**Exercise**
Repeat the entries below exactly. Begin with the first line and end with the line that contains "by the roster".

**Available data**
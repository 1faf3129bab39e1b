//! School-management REST services.
//!
//! Three independently deployable services share this crate:
//!
//! - **gerenciamento**: the roster (professors, classes, students)
//! - **tarefas**: assignments and grades
//! - **reservas**: room bookings
//!
//! Each exposes the same CRUD contract over its resources. Records are
//! flat, ids are store-assigned and never reused, and relationships are
//! soft integer foreign keys. Where a service references a record owned
//! by the roster (a class on a booking, a professor on an assignment),
//! it confirms existence at write time with a single timed-out GET
//! against the roster's API and rejects the write when the lookup fails
//! for any reason, peer outage included.
//!
//! # Architecture
//!
//! ```text
//! ┌─────────────────────────────────────────────┐
//! │                  API Layer                   │
//! │    HTTP handlers, routing, error mapping     │
//! ├─────────────────────────────────────────────┤
//! │              Application Layer               │
//! │        per-service state, injection          │
//! ├─────────────────────────────────────────────┤
//! │                Domain Layer                  │
//! │   entities, payloads, errors, trait seams    │
//! ├─────────────────────────────────────────────┤
//! │            Infrastructure Layer              │
//! │   stores, peer HTTP client, config, telemetry│
//! └─────────────────────────────────────────────┘
//! ```
//!
//! External dependencies sit behind traits (`ReferenceChecker`) and are
//! injected through constructors, so every handler is testable against
//! in-memory fakes.

pub mod api;
pub mod app;
pub mod domain;
pub mod infra;

// Mock implementations for integration tests
#[cfg(any(test, feature = "test-utils"))]
pub mod test_utils;
//! Request extractors.

use axum::Json;
use axum::extract::{FromRequest, Request};
use serde::de::DeserializeOwned;

use crate::domain::{AppError, ValidationError};

/// `axum::Json` with rejections folded into the application error type,
/// so malformed bodies and unparseable dates produce the same JSON
/// error shape as every other failure.
pub struct AppJson<T>(pub T);

impl<S, T> FromRequest<S> for AppJson<T>
where
    T: DeserializeOwned,
    S: Send + Sync,
{
    type Rejection = AppError;

    async fn from_request(req: Request, state: &S) -> Result<Self, Self::Rejection> {
        let Json(value) = Json::<T>::from_request(req, state)
            .await
            .map_err(|rejection| {
                AppError::Validation(ValidationError::Malformed(rejection.body_text()))
            })?;
        Ok(AppJson(value))
    }
}
//! Application layer: service state wiring.

pub mod state;

pub use state::{GerenciamentoState, ReservasState, TarefasState};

**Response to the exercise**
repository 1faf3129bab39e1b
//! School-management REST services.
//!
//! Three independently deployable services share this crate:
//!
//! - **gerenciamento**: the roster (professors, classes, students)
//! - **tarefas**: assignments and grades
//! - **reservas**: room bookings
//!
//! Each exposes the same CRUD contract over its resources. Records are
//! flat, ids are store-assigned and never reused, and relationships are
//! soft integer foreign keys. Where a service references a record owned
//! by the roster (a class on a booking, a professor on an assignment),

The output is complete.